Exercise brief:
In your answer, print each of the records below exactly.

Information shown:
◇ ◇ ◇ ◇ ◇ ◇ ◇
//! Environment step.
use super::Env;

/// Represents an action, observation and reward tuple `(a_t, o_t+1, r_t)`.
///
/// An environment emits a [`Step`] object at every interaction step.
/// [`NStepProcessor`](crate::NStepProcessor) turns these objects into transitions.
pub struct Step<E: Env> {
    /// Action.
    pub act: usize,

    /// Observation after the action.
    pub obs: E::Obs,

    /// Reward.
    pub reward: f32,

    /// Flag denoting if episode is terminated.
    pub is_terminated: bool,

    /// Flag denoting if episode is truncated.
    pub is_truncated: bool,
}

impl<E: Env> Step<E> {
    /// Constructs a [`Step`] object.
    pub fn new(obs: E::Obs, act: usize, reward: f32, is_terminated: bool, is_truncated: bool) -> Self {
        Step {
            act,
            obs,
            reward,
            is_terminated,
            is_truncated,
        }
    }

    #[inline]
    /// Terminated or truncated.
    pub fn is_done(&self) -> bool {
        self.is_terminated || self.is_truncated
    }
}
◇ ◇ ◇ ◇ ◇ ◇ ◇
Answer area:
//! Environment step.
use super::Env;

/// Represents an action, observation and reward tuple `(a_t, o_t+1, r_t)`.
///
/// An environment emits a [`Step`] object at every interaction step.
/// [`NStepProcessor`](crate::NStepProcessor) turns these objects into transitions.
pub struct Step<E: Env> {
    /// Action.
    pub act: usize,

    /// Observation after the action.
    pub obs: E::Obs,

    /// Reward.
    pub reward: f32,

    /// Flag denoting if episode is terminated.
    pub is_terminated: bool,

    /// Flag denoting if episode is truncated.
    pub is_truncated: bool,
}

impl<E: Env> Step<E> {
    /// Constructs a [`Step`] object.
    pub fn new(obs: E::Obs, act: usize, reward: f32, is_terminated: bool, is_truncated: bool) -> Self {
        Step {
            act,
            obs,
            reward,
            is_terminated,
            is_truncated,
        }
    }

    #[inline]
    /// Terminated or truncated.
    pub fn is_done(&self) -> bool {
        self.is_terminated || self.is_truncated
    }
}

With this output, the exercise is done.